Okay so this is where Google Docs actually shines. Multiple people can edit simultaneously. Your editor can leave comments without downloading anything. You can see revision history if someone deletes a chapter by accident (happened to me twice last month on client projects, both times it was the author themselves who deleted it while half-asleep).

Share settings matter though. If you’re working with an editor, give them “Commenter” access, not “Editor,” until you’re ready for actual edits. Otherwise they might accidentally change stuff while reading through.

Version control is automatic but I still manually save versions at major milestones. File > Make a copy, and name it like “BookTitle_Draft1” or “BookTitle_PreEdit.” Google Drive doesn’t have a file size limit for Docs (it’s based on total storage), so keeping multiple versions is fine.

Template Checklist Before You Start Writing

Before you type Chapter One, verify:

  • Page size is correct for your format
  • Margins account for binding (wider inner margin)
  • Styles are set up and saved
  • Font choices are Amazon-compatible
  • Page break behavior is what you want
  • Headers/footers are configured

I’ve published 200+ books and I still use this checklist because fixing formatting after writing is genuinely painful.

Common Screwups and Quick Fixes

Spacing between paragraphs looking weird? Check your Normal text style – it’s probably got spacing before/after set. Go to Format > Line & paragraph spacing > Remove space before/after paragraph.

Page numbers restarting randomly? You added a section break and the numbering reset. Double-click the footer, click “Options,” then “Continue from previous section.”
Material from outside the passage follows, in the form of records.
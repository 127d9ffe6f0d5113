//! Categorical, exists, derived and missing-data variables.
//!
//! Categorical and exists variables decompose into one dummy indicator per
//! non-baseline level. Interactions over them expand into one interaction per
//! combination of levels.

use tracing::debug;

use crate::comparators::CategoricalComparator;
use crate::error::{BlockingError, Result};
use crate::predicates::Predicate;
use crate::record::FieldValue;

use super::config::ModelConfig;
use super::definition::{VariableDefinition, VariableType};
use super::field::{attach_missing_predicate, field_predicates};

/// A variable that decomposes into dummy indicators.
pub trait CategoricalExpandable {
    /// One derived dummy variable per non-baseline level.
    fn higher_vars(&self) -> &[DerivedVariable];
}

/// A name-only wrapper around a derived feature.
#[derive(Debug, Clone, PartialEq)]
pub struct DerivedVariable {
    pub name: String,
    pub variable_type: VariableType,
    pub has_missing: bool,
    pub definition: VariableDefinition,
}

impl DerivedVariable {
    pub fn new(definition: &VariableDefinition) -> Result<Self> {
        let base = definition.require_name()?;
        Ok(Self {
            name: format!("({}: {})", base, definition.variable_type),
            variable_type: definition.variable_type,
            has_missing: definition.has_missing,
            definition: definition.clone(),
        })
    }

    /// A dummy indicator named after one category level.
    pub fn dummy(name: impl Into<String>) -> Self {
        let definition = VariableDefinition::synthetic(VariableType::Dummy).with_name(name);
        let base = definition.name.clone().unwrap_or_default();
        Self {
            name: format!("({}: {})", base, VariableType::Dummy),
            variable_type: VariableType::Dummy,
            has_missing: false,
            definition,
        }
    }
}

/// Indicator of whether another variable's field was present.
#[derive(Debug, Clone, PartialEq)]
pub struct MissingDataVariable {
    pub name: String,
    pub definition: VariableDefinition,
}

impl MissingDataVariable {
    /// Indicator for the variable called `base`.
    pub fn new(base: &str) -> Self {
        Self {
            name: format!("({}: Not Missing)", base),
            definition: VariableDefinition::synthetic(VariableType::MissingData).with_name(base),
        }
    }

    pub fn from_definition(definition: &VariableDefinition) -> Result<Self> {
        let base = definition.require_name()?;
        Ok(Self {
            name: format!("({}: Not Missing)", base),
            definition: definition.clone(),
        })
    }
}

fn dummies(variable_name: &str, comparator: &CategoricalComparator) -> Vec<DerivedVariable> {
    comparator
        .dummy_names()
        .into_iter()
        .map(|level| DerivedVariable::dummy(format!("{}: {}", variable_name, level)))
        .collect()
}

/// A field compared by category level.
#[derive(Debug, Clone)]
pub struct CategoricalVariable {
    pub name: String,
    pub field_index: usize,
    pub has_missing: bool,
    pub predicates: Vec<Predicate>,
    pub comparator: CategoricalComparator,
    pub higher_vars: Vec<DerivedVariable>,
    pub definition: VariableDefinition,
}

impl CategoricalVariable {
    pub fn new(definition: &VariableDefinition, config: &ModelConfig) -> Result<Self> {
        let field_index = definition.require_field()?;
        let categories = definition
            .categories
            .as_ref()
            .filter(|c| !c.is_empty())
            .ok_or_else(|| {
                BlockingError::Configuration(
                    "'Categorical' variables must define categories".to_string(),
                )
            })?;

        let name = definition
            .variable_name
            .clone()
            .unwrap_or_else(|| format!("({}: {})", field_index, VariableType::Categorical));

        let type_config = config.field_type(VariableType::Categorical);
        let mut predicates = field_predicates(field_index, type_config);
        if definition.has_missing {
            attach_missing_predicate(&name, Some(field_index), type_config, &mut predicates);
        }

        let comparator = CategoricalComparator::new(categories.iter().cloned());
        let higher_vars = dummies(&name, &comparator);
        debug!(variable = %name, levels = higher_vars.len(), "built categorical variable");

        Ok(Self {
            name,
            field_index,
            has_missing: definition.has_missing,
            predicates,
            comparator,
            higher_vars,
            definition: definition.clone(),
        })
    }

    /// Comparison vector; NaN everywhere when either value is absent.
    pub fn compare(&self, a: &[FieldValue], b: &[FieldValue]) -> Vec<f64> {
        match (a.get(self.field_index), b.get(self.field_index)) {
            (Some(x), Some(y)) if x.is_present() && y.is_present() => {
                self.comparator.compare(&x.render(), &y.render())
            }
            _ => vec![f64::NAN; self.comparator.dimension()],
        }
    }
}

impl CategoricalExpandable for CategoricalVariable {
    fn higher_vars(&self) -> &[DerivedVariable] {
        &self.higher_vars
    }
}

const ABSENT: &str = "0";
const PRESENT: &str = "1";

/// Compares whether a field is present in both records, one, or neither.
#[derive(Debug, Clone)]
pub struct ExistsVariable {
    pub name: String,
    pub field_index: usize,
    pub has_missing: bool,
    pub predicates: Vec<Predicate>,
    pub comparator: CategoricalComparator,
    pub higher_vars: Vec<DerivedVariable>,
    pub definition: VariableDefinition,
}

impl ExistsVariable {
    pub fn new(definition: &VariableDefinition, config: &ModelConfig) -> Result<Self> {
        let field_index = definition.require_field()?;
        let name = definition
            .variable_name
            .clone()
            .unwrap_or_else(|| format!("({}: {})", field_index, VariableType::Exists));

        let type_config = config.field_type(VariableType::Exists);
        let mut predicates = field_predicates(field_index, type_config);
        if definition.has_missing {
            attach_missing_predicate(&name, Some(field_index), type_config, &mut predicates);
        }

        let comparator = CategoricalComparator::new([ABSENT, PRESENT]);
        let higher_vars = dummies(&name, &comparator);

        Ok(Self {
            name,
            field_index,
            has_missing: definition.has_missing,
            predicates,
            comparator,
            higher_vars,
            definition: definition.clone(),
        })
    }

    /// `[both present, exactly one present]`.
    pub fn compare(&self, a: &[FieldValue], b: &[FieldValue]) -> Vec<f64> {
        let present = |record: &[FieldValue]| {
            record
                .get(self.field_index)
                .is_some_and(FieldValue::is_present)
        };
        let (x, y) = match (present(a), present(b)) {
            (true, true) => (PRESENT, PRESENT),
            (false, false) => (ABSENT, ABSENT),
            _ => (ABSENT, PRESENT),
        };
        self.comparator.compare(x, y)
    }
}

impl CategoricalExpandable for ExistsVariable {
    fn higher_vars(&self) -> &[DerivedVariable] {
        &self.higher_vars
    }
}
Export PDF has different fonts than your Doc? Google Docs doesn’t embed fonts properly sometimes. Stick to standard fonts (Arial, Georgia, Times New Roman, Garamond) that are universally available.

Images shifted during export? This is why I said use “Break text” wrapping. Inline images are more stable but less flexible. Pick your poison.

Look, Google Docs isn’t perfect for book publishing. It’s not Vellum, it’s not InDesign, it doesn’t have all the fancy features. But it’s free, it’s cloud-based, it works on any device, and for straightforward text-heavy books it’s totally adequate. I’ve made probably $40k from books formatted entirely in Google Docs, so anyone saying it’s not “professional” enough is just gatekeeping.

The key is setting up your template right from the start and not trying to make Google Docs do things it wasn’t designed for. Keep layouts simple, use styles consistently, and test your exports before uploading to Amazon. That’s really all there is to it.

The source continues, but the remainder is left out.